### Problem description
Write down each entry precisely as given.

### Information given
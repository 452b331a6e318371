use anyhow::{Context, Result};
use async_trait::async_trait;
use reqwest::Client;
use std::time::Duration;

use super::{AlertEvent, AlertSink};

/// Telegram Bot API `sendMessage` to one chat.
pub struct TelegramNotifier {
    token: String,
    chat_id: String,
    api_base: String,
    client: Client,
    timeout: Duration,
}

impl TelegramNotifier {
    pub fn new(token: String, chat_id: String) -> Self {
        Self {
            token,
            chat_id,
            api_base: "https://api.telegram.org".to_string(),
            client: Client::new(),
            timeout: Duration::from_secs(5),
        }
    }

    pub fn from_env() -> Option<Self> {
        let token = std::env::var("TELEGRAM_BOT_TOKEN").ok()?;
        let chat = std::env::var("TELEGRAM_CHAT_ID").ok()?;
        if token.trim().is_empty() || chat.trim().is_empty() {
            return None;
        }
        Some(Self::new(token, chat))
    }

    /// Point at a different Bot API host (self-hosted API server, tests).
    pub fn with_api_base(mut self, base: &str) -> Self {
        self.api_base = base.trim_end_matches('/').to_string();
        self
    }
}

pub fn render(alert: &AlertEvent) -> String {
    format!(
        "*TRENDING ALERT*\n\n*${}* is gaining momentum!\n\nMentions (current window): {}\nVelocity: {:.1}x\n{}",
        alert.ticker,
        alert.mention_count,
        alert.velocity_score,
        alert.triggered_at.format("%H:%M UTC")
    )
}

#[async_trait]
impl AlertSink for TelegramNotifier {
    async fn send(&self, alert: &AlertEvent) -> Result<()> {
        let url = format!("{}/bot{}/sendMessage", self.api_base, self.token);
        let body = serde_json::json!({
            "chat_id": self.chat_id,
            "text": render(alert),
            "parse_mode": "Markdown",
        });
        self.client
            .post(&url)
            .timeout(self.timeout)
            .json(&body)
            .send()
            .await
            .context("telegram sendMessage")?
            .error_for_status()
            .context("telegram non-2xx")?;
        Ok(())
    }

    fn name(&self) -> &'static str {
        "telegram"
    }
}

#[cfg(test)]
mod tests {
    use super::*;
    use chrono::{TimeZone, Utc};

    #[test]
    fn render_has_ticker_and_time() {
        let a = AlertEvent {
            ticker: "FROG".into(),
            velocity_score: 7.25,
            mention_count: 14,
            triggered_at: Utc.with_ymd_and_hms(2025, 3, 1, 13, 5, 0).unwrap(),
        };
        let s = render(&a);
        assert!(s.contains("*$FROG*"));
        assert!(s.contains("Velocity: 7.2x") || s.contains("Velocity: 7.3x"));
        assert!(s.ends_with("13:05 UTC"));
    }
}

### Task result
repository 452b331a6e318371
use anyhow::{Context, Result};
use async_trait::async_trait;
use reqwest::Client;
use std::time::Duration;

use super::{AlertEvent, AlertSink};

/// Telegram Bot API `sendMessage` to one chat.
pub struct TelegramNotifier {
    token: String,
    chat_id: String,
    api_base: String,
    client: Client,
    timeout: Duration,
}

impl TelegramNotifier {
    pub fn new(token: String, chat_id: String) -> Self {
        Self {
            token,
            chat_id,
            api_base: "https://api.telegram.org".to_string(),
            client: Client::new(),
            timeout: Duration::from_secs(5),
        }
    }

    pub fn from_env() -> Option<Self> {
        let token = std::env::var("TELEGRAM_BOT_TOKEN").ok()?;
        let chat = std::env::var("TELEGRAM_CHAT_ID").ok()?;
        if token.trim().is_empty() || chat.trim().is_empty() {
            return None;
        }
        Some(Self::new(token, chat))
    }

    /// Point at a different Bot API host (self-hosted API server, tests).
    pub fn with_api_base(mut self, base: &str) -> Self {
        self.api_base = base.trim_end_matches('/').to_string();
        self
    }
}

pub fn render(alert: &AlertEvent) -> String {
    format!(
        "*TRENDING ALERT*\n\n*${}* is gaining momentum!\n\nMentions (current window): {}\nVelocity: {:.1}x\n{}",
        alert.ticker,
        alert.mention_count,
        alert.velocity_score,
        alert.triggered_at.format("%H:%M UTC")
    )
}

#[async_trait]
impl AlertSink for TelegramNotifier {
    async fn send(&self, alert: &AlertEvent) -> Result<()> {
        let url = format!("{}/bot{}/sendMessage", self.api_base, self.token);
        let body = serde_json::json!({
            "chat_id": self.chat_id,
            "text": render(alert),
            "parse_mode": "Markdown",
        });
        self.client
            .post(&url)
            .timeout(self.timeout)
            .json(&body)
            .send()
            .await
            .context("telegram sendMessage")?
            .error_for_status()
            .context("telegram non-2xx")?;
        Ok(())
    }

    fn name(&self) -> &'static str {
        "telegram"
    }
}

#[cfg(test)]
mod tests {
    use super::*;
    use chrono::{TimeZone, Utc};

    #[test]
    fn render_has_ticker_and_time() {
        let a = AlertEvent {
            ticker: "FROG".into(),
            velocity_score: 7.25,
            mention_count: 14,
            triggered_at: Utc.with_ymd_and_hms(2025, 3, 1, 13, 5, 0).unwrap(),
        };
        let s = render(&a);
        assert!(s.contains("*$FROG*"));
        assert!(s.contains("Velocity: 7.2x") || s.contains("Velocity: 7.3x"));
        assert!(s.ends_with("13:05 UTC"));
    }
}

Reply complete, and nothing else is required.